Sponsorship by permanent residents
Additionally, CILA recommends that permanent residents also* be allowed, under IRPA, to sponsor a foreign national regardless of whether they are residing in Canada or not when they apply to be a sponsor. This would expand the group of Canadian residents eligible to sponsor a family member.
*Currently, only Canadian citizens can sponsor an eligible foreign national while they presently reside outside Canada
Expanding eligibility for family class immigration
Further to the above, CILA is proposing two policy changes – one amendment and one addition – that would together broaden who can come to Canada through IRCC’s family-class immigration programs.
Specifically, CILA is recommending that IRPA amend its definition of familial relationships by changing the policy’s language. Although IRPA currently indicates that a foreign national is not a spouse, common-law partner or conjugal partner of another person if the corresponding relationship is not genuine or if the relationship was entered into primarily to acquire any status or privilege under IRPA, CILA would like the language (between the two ‘if” conditions) to be changed to “and” instead of “or”.
By clarifying that a relationship is invalid if it meets both “if” criteria rather than either one, a greater number of foreign nationals will be eligible for family-class immigration to Canada.
The same effect is achieved by a proposed addition to IRPA legislation. This would see fiancé relationships restored as part of the family class, adding another category to a family class immigration system that already includes spouses as well as common-law and conjugal partner relationships.
Study permits for minor children
Finally, CILA is proposing a policy amendment that will simplify which minor children require a study permit in Canada. While current IRPA legislation surrounding this policy uses the term “minor child”, CILA would like IRPA amended to replace that language with either “dependent child” or “child under the age of nineteen”.
This alteration would make it so that some students, who currently require a study permit in the middle of an academic year*, would no longer be required to interrupt their education by having to apply for and receive a study permit before they can complete their education for that year.
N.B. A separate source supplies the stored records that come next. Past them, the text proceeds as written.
use anyhow::{Context, Result};
use clap::{Parser, Subcommand, ValueEnum};
use std::path::Path;
use std::time::Duration;
use tracing::{error, info, warn};

use steam_catalog_cache::database_ops::checkpoint::FileCheckpoint;
use steam_catalog_cache::database_ops::error::SourceError;
use steam_catalog_cache::database_ops::model::{Fetched, GameRef, GameType};
use steam_catalog_cache::database_ops::reconcile;
use steam_catalog_cache::database_ops::refresh::{run_games, BatchRefreshDriver, RefreshConfig};
use steam_catalog_cache::database_ops::sgtools::SgToolsSnapshot;
use steam_catalog_cache::database_ops::source::{DetailSource, ListingSource};
use steam_catalog_cache::database_ops::steam::SteamStore;
use steam_catalog_cache::database_ops::steamgifts::{
    BundleGamesHtml, BundleGamesJson, GiveawayIds, SteamGifts,
};
use steam_catalog_cache::database_ops::store::{CacheStore, PgStore};
use steam_catalog_cache::database_ops::sync::PaginatedSyncJob;
use steam_catalog_cache::database_ops::user_history::{UserHistoryJob, DEFAULT_BATCH_SIZE};
use steam_catalog_cache::tracing::{init_tracing, DEFAULT_FILTER};
use steam_catalog_cache::util::db::Db;
use steam_catalog_cache::util::env as env_util;

#[derive(Parser, Debug)]
#[command(name = "steam-catalog-cache", version, about = "Steam catalog cache jobs")]
struct Cli {
    #[command(subcommand)]
    command: Commands,
}

#[derive(Subcommand, Debug)]
#[command(rename_all = "kebab-case")]
enum Commands {
    /// Drain the app queue, then the sub queue
    Games,
    /// Drain the queue of one game type
    Refresh {
        #[arg(long = "type", value_enum)]
        game_type: TypeArg,
        /// Override the configured batch size
        #[arg(long)]
        batch_size: Option<usize>,
    },
    /// Fetch and store a single app or sub right now
    Fetch {
        #[arg(long = "type", value_enum)]
        game_type: TypeArg,
        #[arg(long)]
        id: i64,
    },
    /// Walk a community listing from its saved page cursor
    Sync {
        #[arg(value_enum)]
        source: SyncSource,
    },
    /// Re-resolve SteamGifts usernames that are due for a check
    UserHistory,
    /// Apply ./migrations regardless of AUTO_MIGRATE
    Migrate,
    /// Print the job ledger
    Timestamps,
}

#[derive(Clone, Copy, Debug, Eq, PartialEq, ValueEnum)]
enum TypeArg {
    App,
    Sub,
}

impl From<TypeArg> for GameType {
    fn from(value: TypeArg) -> Self {
        match value {
            TypeArg::App => GameType::App,
            TypeArg::Sub => GameType::Sub,
        }
    }
}

#[derive(Clone, Copy, Debug, Eq, PartialEq, ValueEnum)]
enum SyncSource {
    /// SteamGifts bundle-games JSON: reduced and no-value timelines
    RncvSg,
    /// SteamGifts bundle-games HTML table: reduced timeline
    RcvSg,
    /// SteamGifts giveaway ids
    Sgids,
    /// SGTools lastBundled feed
    RcvSgtools,
}

fn listing_source(which: SyncSource) -> Result<Box<dyn ListingSource>> {
    Ok(match which {
        SyncSource::RncvSg => Box::new(BundleGamesJson::new(SteamGifts::from_env()?)),
        SyncSource::RcvSg => Box::new(BundleGamesHtml::new(SteamGifts::from_env()?)),
        SyncSource::Sgids => Box::new(GiveawayIds::from_env(SteamGifts::from_env()?)),
        SyncSource::RcvSgtools => Box::new(SgToolsSnapshot::from_env()?),
    })
}

fn job_delay() -> Duration {
    Duration::from_millis(env_util::env_parse("REFRESH_DELAY_MS", 1000u64))
}

async fn open_store() -> Result<PgStore> {
    let database_url = env_util::db_url()?;
    let max_connections = Db::resolve_pool_size(&database_url).await?;
    let db = Db::connect(&database_url, max_connections)
        .await
        .context("connecting job store")?;
    Ok(PgStore::new(db))
}

async fn fetch_one(store: &dyn CacheStore, source: &dyn DetailSource, game: GameRef) -> Result<()> {
    let now = chrono::Utc::now().timestamp();
    match source.fetch(game).await {
        Ok(fetched) => {
            reconcile::reconcile(store, &fetched, now).await?;
            println!("{}", serde_json::to_string_pretty(&fetched_summary(&fetched))?);
        }
        Err(SourceError::PermanentNotFound { reason, .. }) => {
            warn!(%game, %reason, "not available upstream");
            reconcile::mark_removed(store, game, now).await?;
        }
        Err(e) => return Err(e.into()),
    }
    Ok(())
}

fn fetched_summary(fetched: &Fetched) -> serde_json::Value {
    match fetched {
        Fetched::App(app) => serde_json::to_value(app).unwrap_or_default(),
        Fetched::Sub(sub) => serde_json::to_value(sub).unwrap_or_default(),
    }
}

#[tokio::main]
async fn main() -> Result<()> {
    env_util::init_env();
    init_tracing(DEFAULT_FILTER)?;
    let cli = Cli::parse();

    match cli.command {
        Commands::Games => {
            let store = open_store().await?;
            let steam = SteamStore::from_env()?;
            let (apps, subs) = run_games(
                &store,
                &steam,
                RefreshConfig::from_env(GameType::App),
                RefreshConfig::from_env(GameType::Sub),
            )
            .await
            .inspect_err(|e| error!(error = %e, "games job stopped"))?;
            info!(?apps, ?subs, "games job done");
        }
        Commands::Refresh {
            game_type,
            batch_size,
        } => {
            let store = open_store().await?;
            let steam = SteamStore::from_env()?;
            let mut cfg = RefreshConfig::from_env(game_type.into());
            if let Some(size) = batch_size {
                cfg = cfg.with_batch_size(size);
            }
            let report = BatchRefreshDriver::new(&store, &steam, cfg).run().await?;
            info!(?report, "refresh done");
        }
        Commands::Fetch { game_type, id } => {
            let store = open_store().await?;
            let steam = SteamStore::from_env()?;
            let game = GameRef {
                game_type: game_type.into(),
                id,
            };
            fetch_one(&store, &steam, game).await?;
        }
        Commands::Sync { source } => {
            let store = open_store().await?;
            let dir = env_util::env_opt("CHECKPOINT_DIR")
                .unwrap_or_else(|| "./checkpoints".to_string());
            let checkpoint = FileCheckpoint::new(dir);
            let listing = listing_source(source)?;
            let report = PaginatedSyncJob::new(&store, &checkpoint, listing.as_ref(), job_delay())
                .run()
                .await
                .inspect_err(|e| error!(source = listing.name(), error = %e, "sync stopped"))?;
            info!(?report, "sync done");
        }
        Commands::UserHistory => {
            let store = open_store().await?;
            let sg = SteamGifts::from_env()?;
            let batch = env_util::env_parse("UH_BATCH_SIZE", DEFAULT_BATCH_SIZE);
            let report = UserHistoryJob::new(&store, &sg, batch, job_delay()).run().await?;
            info!(?report, "user history done");
        }
        Commands::Migrate => {
            let database_url = env_util::db_url()?;
            let db = Db::connect_no_migrate(&database_url, 2).await?;
            Db::run_migrations(&db.pool, Path::new("./migrations")).await?;
            info!("migrations applied");
        }
        Commands::Timestamps => {
            let store = open_store().await?;
            let rows: serde_json::Map<String, serde_json::Value> = store
                .timestamps()
                .await?
                .into_iter()
                .map(|(name, at)| (name, serde_json::Value::from(at)))
                .collect();
            println!("{}", serde_json::to_string_pretty(&rows)?);
        }
    }

    Ok(())
}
*Examples of students who may fall under this category include those who turn 18 in the middle of their senior year of high school and students born in the first half of the year
What happens now?
Should IRCC consider CILA’s policy recommendations, any changes to IRPA legislation will take time to come into effect. This is because changes to government policy require legislation to move through a detailed, multi-step approval process, meaning that it may take several years for any of CILA’s recommendations to be implemented into IRPA.